//! Rules configuration.
//!
//! `RulesConfig` carries the numeric constants of the ruleset plus engine
//! tuning knobs. `RulesConfig::default()` is the standard game; tests and
//! drivers adjust it through the `with_*` builders.
//!
//! ```
//! use ideology_ccg::core::RulesConfig;
//!
//! let config = RulesConfig::default().with_seed(7).with_initial_hand_size(3);
//! assert_eq!(config.seed, 7);
//! assert_eq!(config.initial_hand_size, 3);
//! assert_eq!(config.initial_field_limit, 5);
//! ```

use serde::{Deserialize, Serialize};

use super::PlayerId;

/// Constants and limits for one game.
#[derive(Clone, Debug, PartialEq, Eq, Serialize, Deserialize)]
#[serde(default)]
pub struct RulesConfig {
    // === Starting Resources ===
    /// Consciousness each player starts with.
    pub initial_consciousness: i32,

    /// Scale each player starts with.
    pub initial_scale: i32,

    /// Number of wealth slots on each field.
    pub initial_field_limit: i32,

    /// Cards drawn into each hand at setup.
    pub initial_hand_size: usize,

    /// Hand capacity. Cards entering a full hand go to discard.
    pub max_hand_size: usize,

    /// Consciousness lost by the player who goes first.
    pub first_player_penalty: i32,

    // === Setup ===
    /// Seat that takes the first turn. `None` picks one with the game RNG.
    pub first_player: Option<PlayerId>,

    /// Seed for the game RNG.
    pub seed: u64,

    /// Display names for the two seats.
    pub player_names: [String; 2],

    // === Card Vocabulary ===
    /// Template name of the scale token ("Money").
    pub scale_token_name: String,

    /// Template handed out when a scale token cashes in at turn start.
    pub token_reward_name: String,

    // === Engine ===
    /// Upper bound on queue entries processed by one drain.
    pub max_steps_per_drain: usize,
}

impl Default for RulesConfig {
    fn default() -> Self {
        Self {
            initial_consciousness: 50,
            initial_scale: 0,
            initial_field_limit: 5,
            initial_hand_size: 5,
            max_hand_size: 7,
            first_player_penalty: 3,
            first_player: None,
            seed: 0,
            player_names: ["あなた".to_string(), "NPC".to_string()],
            scale_token_name: "マネー".to_string(),
            token_reward_name: "資本主義".to_string(),
            max_steps_per_drain: 10_000,
        }
    }
}

impl RulesConfig {
    /// Set the RNG seed.
    #[must_use]
    pub fn with_seed(mut self, seed: u64) -> Self {
        self.seed = seed;
        self
    }

    /// Fix the first player instead of drawing one.
    #[must_use]
    pub fn with_first_player(mut self, player: PlayerId) -> Self {
        self.first_player = Some(player);
        self
    }

    /// Set the opening hand size.
    #[must_use]
    pub fn with_initial_hand_size(mut self, size: usize) -> Self {
        self.initial_hand_size = size;
        self
    }

    /// Set the starting consciousness.
    #[must_use]
    pub fn with_initial_consciousness(mut self, value: i32) -> Self {
        self.initial_consciousness = value;
        self
    }

    /// Set the starting scale.
    #[must_use]
    pub fn with_initial_scale(mut self, value: i32) -> Self {
        self.initial_scale = value;
        self
    }

    /// Set the first-player consciousness penalty.
    #[must_use]
    pub fn with_first_player_penalty(mut self, penalty: i32) -> Self {
        self.first_player_penalty = penalty;
        self
    }

    /// Set the hand capacity.
    #[must_use]
    pub fn with_max_hand_size(mut self, size: usize) -> Self {
        self.max_hand_size = size;
        self
    }

    /// Set the drain step ceiling.
    #[must_use]
    pub fn with_max_steps_per_drain(mut self, steps: usize) -> Self {
        self.max_steps_per_drain = steps;
        self
    }
}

::::::::

## ABOUT THIS TASK
Where the line containing "self.first_player = Some(player);" appears, begin a word-for-word copy and carry it through the last line of the listing, leaving out all other lines.

## TASK ANSWER
        self.first_player = Some(player);
        self
    }

    /// Set the opening hand size.
    #[must_use]
    pub fn with_initial_hand_size(mut self, size: usize) -> Self {
        self.initial_hand_size = size;
        self
    }

    /// Set the starting consciousness.
    #[must_use]
    pub fn with_initial_consciousness(mut self, value: i32) -> Self {
        self.initial_consciousness = value;
        self
    }

    /// Set the starting scale.
    #[must_use]
    pub fn with_initial_scale(mut self, value: i32) -> Self {
        self.initial_scale = value;
        self
    }

    /// Set the first-player consciousness penalty.
    #[must_use]
    pub fn with_first_player_penalty(mut self, penalty: i32) -> Self {
        self.first_player_penalty = penalty;
        self
    }

    /// Set the hand capacity.
    #[must_use]
    pub fn with_max_hand_size(mut self, size: usize) -> Self {
        self.max_hand_size = size;
        self
    }

    /// Set the drain step ceiling.
    #[must_use]
    pub fn with_max_steps_per_drain(mut self, steps: usize) -> Self {
        self.max_steps_per_drain = steps;
        self
    }
}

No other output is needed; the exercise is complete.